## Provided data

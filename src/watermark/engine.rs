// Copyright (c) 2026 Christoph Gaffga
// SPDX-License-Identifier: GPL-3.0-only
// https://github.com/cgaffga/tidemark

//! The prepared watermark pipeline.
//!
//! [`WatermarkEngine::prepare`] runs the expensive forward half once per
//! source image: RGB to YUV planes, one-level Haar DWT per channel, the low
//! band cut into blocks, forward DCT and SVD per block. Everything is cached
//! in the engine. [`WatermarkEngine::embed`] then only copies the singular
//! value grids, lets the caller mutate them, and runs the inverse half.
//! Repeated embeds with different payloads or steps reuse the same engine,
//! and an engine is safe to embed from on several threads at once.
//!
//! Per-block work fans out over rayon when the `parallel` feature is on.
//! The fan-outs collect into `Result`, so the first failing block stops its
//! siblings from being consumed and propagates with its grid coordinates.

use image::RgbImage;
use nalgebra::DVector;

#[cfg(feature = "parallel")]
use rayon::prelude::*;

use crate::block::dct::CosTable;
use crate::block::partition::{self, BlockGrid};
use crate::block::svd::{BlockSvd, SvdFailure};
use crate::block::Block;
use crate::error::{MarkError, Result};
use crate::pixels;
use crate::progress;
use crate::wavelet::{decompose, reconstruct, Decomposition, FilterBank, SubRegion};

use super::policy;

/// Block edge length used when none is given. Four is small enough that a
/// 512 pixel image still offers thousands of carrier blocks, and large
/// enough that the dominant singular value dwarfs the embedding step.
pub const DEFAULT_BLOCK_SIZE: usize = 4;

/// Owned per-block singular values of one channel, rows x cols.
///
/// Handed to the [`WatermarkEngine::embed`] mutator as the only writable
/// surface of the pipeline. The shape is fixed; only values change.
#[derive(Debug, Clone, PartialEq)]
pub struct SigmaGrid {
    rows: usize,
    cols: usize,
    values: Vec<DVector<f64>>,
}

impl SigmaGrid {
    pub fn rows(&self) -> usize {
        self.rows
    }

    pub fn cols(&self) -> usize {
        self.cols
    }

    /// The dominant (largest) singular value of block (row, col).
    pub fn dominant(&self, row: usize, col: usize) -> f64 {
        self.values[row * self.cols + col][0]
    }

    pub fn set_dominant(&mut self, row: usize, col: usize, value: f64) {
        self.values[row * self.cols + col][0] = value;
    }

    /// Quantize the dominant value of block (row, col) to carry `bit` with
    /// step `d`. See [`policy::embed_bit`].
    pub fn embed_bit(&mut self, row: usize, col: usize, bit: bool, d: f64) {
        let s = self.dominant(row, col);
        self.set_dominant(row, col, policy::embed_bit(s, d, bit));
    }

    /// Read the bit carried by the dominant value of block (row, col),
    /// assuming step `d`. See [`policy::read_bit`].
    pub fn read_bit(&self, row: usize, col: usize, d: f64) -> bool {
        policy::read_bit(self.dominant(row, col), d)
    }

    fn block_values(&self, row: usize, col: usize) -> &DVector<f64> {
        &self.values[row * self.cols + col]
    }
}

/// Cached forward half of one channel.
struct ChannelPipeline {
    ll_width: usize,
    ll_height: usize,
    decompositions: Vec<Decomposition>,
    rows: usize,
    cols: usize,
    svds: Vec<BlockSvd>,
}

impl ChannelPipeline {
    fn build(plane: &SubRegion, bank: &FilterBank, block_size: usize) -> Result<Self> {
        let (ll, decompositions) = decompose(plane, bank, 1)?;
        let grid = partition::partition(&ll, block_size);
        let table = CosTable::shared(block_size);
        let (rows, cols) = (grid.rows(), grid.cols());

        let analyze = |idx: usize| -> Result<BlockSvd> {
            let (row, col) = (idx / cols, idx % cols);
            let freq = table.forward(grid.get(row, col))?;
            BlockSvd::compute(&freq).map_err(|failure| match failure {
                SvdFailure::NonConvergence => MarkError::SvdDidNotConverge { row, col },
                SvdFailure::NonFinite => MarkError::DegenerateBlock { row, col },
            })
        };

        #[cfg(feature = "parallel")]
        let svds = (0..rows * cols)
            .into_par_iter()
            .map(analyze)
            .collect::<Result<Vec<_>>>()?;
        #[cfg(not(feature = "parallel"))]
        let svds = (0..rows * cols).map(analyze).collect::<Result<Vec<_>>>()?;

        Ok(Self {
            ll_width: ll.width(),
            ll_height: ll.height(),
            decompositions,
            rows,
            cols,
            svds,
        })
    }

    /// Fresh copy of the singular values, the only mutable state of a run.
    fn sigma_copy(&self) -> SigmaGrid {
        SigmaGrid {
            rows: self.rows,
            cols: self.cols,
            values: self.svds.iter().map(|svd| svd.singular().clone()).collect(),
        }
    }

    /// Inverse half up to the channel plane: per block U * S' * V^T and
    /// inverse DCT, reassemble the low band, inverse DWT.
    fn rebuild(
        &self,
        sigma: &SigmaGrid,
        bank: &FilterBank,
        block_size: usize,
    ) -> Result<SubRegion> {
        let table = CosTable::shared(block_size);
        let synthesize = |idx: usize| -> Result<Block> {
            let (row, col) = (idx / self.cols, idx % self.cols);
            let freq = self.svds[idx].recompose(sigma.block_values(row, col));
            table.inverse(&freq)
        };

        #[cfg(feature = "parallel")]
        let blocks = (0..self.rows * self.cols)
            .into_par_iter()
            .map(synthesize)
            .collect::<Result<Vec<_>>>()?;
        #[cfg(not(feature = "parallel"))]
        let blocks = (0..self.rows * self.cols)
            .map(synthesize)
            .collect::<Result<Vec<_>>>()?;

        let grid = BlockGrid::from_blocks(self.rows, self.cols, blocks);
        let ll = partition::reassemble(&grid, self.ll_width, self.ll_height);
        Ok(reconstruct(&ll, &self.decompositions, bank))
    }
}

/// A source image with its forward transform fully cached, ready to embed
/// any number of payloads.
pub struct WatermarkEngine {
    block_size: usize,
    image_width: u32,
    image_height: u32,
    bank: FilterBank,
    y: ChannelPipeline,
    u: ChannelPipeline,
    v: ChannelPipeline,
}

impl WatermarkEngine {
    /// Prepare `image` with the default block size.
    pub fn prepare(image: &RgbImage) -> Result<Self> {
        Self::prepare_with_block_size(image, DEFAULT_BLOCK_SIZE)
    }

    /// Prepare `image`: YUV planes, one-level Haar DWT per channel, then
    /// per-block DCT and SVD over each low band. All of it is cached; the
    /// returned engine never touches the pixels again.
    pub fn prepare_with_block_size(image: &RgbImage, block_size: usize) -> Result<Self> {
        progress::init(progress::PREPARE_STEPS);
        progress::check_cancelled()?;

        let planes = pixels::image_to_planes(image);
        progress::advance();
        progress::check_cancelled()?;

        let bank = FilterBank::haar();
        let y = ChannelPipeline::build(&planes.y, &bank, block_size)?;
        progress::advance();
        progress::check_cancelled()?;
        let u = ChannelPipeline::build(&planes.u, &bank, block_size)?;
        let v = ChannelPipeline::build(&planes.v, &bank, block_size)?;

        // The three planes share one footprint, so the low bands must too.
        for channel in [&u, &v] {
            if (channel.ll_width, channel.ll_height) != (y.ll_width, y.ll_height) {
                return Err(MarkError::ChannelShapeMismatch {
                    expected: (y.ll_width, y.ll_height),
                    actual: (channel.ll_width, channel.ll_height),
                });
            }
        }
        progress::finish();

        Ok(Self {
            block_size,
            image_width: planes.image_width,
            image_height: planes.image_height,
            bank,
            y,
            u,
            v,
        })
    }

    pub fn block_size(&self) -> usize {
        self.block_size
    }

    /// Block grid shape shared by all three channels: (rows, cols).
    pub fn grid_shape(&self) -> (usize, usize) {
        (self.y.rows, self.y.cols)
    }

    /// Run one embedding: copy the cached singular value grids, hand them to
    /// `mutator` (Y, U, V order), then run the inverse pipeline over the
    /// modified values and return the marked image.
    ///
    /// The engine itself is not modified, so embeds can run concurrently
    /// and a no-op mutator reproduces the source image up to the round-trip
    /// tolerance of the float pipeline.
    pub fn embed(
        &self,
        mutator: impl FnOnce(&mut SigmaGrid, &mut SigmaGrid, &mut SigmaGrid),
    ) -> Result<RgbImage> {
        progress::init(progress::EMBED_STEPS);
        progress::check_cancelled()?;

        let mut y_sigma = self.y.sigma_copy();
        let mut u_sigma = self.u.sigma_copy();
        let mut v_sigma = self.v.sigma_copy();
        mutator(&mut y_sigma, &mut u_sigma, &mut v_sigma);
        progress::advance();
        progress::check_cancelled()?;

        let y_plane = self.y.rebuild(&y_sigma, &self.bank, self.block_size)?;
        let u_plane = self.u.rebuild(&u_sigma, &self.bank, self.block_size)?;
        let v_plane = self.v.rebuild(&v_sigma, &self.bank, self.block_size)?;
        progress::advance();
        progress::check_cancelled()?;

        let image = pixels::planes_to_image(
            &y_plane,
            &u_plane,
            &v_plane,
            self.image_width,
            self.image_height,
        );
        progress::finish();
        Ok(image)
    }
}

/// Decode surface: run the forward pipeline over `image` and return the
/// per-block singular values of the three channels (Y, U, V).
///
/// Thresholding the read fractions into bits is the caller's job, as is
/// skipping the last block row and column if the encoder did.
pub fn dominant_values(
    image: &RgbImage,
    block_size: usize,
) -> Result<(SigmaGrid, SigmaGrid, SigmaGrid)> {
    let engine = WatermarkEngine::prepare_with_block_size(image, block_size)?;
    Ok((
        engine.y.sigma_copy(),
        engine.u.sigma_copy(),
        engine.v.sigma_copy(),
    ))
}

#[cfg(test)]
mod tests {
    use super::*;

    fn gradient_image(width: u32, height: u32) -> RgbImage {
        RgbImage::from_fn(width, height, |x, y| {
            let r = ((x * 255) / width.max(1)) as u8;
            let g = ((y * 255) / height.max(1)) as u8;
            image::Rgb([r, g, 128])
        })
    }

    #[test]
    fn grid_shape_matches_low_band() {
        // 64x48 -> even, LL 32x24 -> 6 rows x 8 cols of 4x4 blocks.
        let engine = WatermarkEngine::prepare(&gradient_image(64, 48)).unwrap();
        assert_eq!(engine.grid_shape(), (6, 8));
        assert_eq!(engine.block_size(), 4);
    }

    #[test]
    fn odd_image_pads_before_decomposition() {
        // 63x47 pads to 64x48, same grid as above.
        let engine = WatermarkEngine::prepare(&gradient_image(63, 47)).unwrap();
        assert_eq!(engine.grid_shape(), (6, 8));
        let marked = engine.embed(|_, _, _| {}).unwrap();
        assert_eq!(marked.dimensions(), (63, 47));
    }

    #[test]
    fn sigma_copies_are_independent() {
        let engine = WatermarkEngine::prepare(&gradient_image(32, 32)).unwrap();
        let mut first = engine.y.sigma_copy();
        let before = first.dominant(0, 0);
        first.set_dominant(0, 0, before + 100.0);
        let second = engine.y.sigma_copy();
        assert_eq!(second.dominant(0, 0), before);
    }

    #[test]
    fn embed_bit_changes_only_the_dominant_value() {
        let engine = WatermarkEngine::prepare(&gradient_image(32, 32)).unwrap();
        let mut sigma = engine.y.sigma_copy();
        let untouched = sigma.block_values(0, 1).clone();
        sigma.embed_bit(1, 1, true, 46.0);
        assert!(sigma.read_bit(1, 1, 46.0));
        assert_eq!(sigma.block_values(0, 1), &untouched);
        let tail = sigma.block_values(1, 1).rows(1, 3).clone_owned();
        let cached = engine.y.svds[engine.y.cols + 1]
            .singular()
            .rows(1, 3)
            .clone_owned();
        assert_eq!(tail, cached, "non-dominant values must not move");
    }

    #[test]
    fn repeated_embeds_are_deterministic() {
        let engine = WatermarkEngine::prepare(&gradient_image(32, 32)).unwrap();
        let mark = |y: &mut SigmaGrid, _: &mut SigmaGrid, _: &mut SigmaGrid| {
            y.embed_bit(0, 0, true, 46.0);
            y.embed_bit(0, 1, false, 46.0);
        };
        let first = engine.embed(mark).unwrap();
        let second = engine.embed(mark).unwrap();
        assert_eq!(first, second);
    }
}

## Task details
Transcribe the records above exactly, beginning at the line that contains "pipeline over the" and ending with the line that contains "mutator: impl FnOnce(&mut", both included, and nothing else.

## Problem solution
    /// `mutator` (Y, U, V order), then run the inverse pipeline over the
    /// modified values and return the marked image.
    ///
    /// The engine itself is not modified, so embeds can run concurrently
    /// and a no-op mutator reproduces the source image up to the round-trip
    /// tolerance of the float pipeline.
    pub fn embed(
        &self,
        mutator: impl FnOnce(&mut SigmaGrid, &mut SigmaGrid, &mut SigmaGrid),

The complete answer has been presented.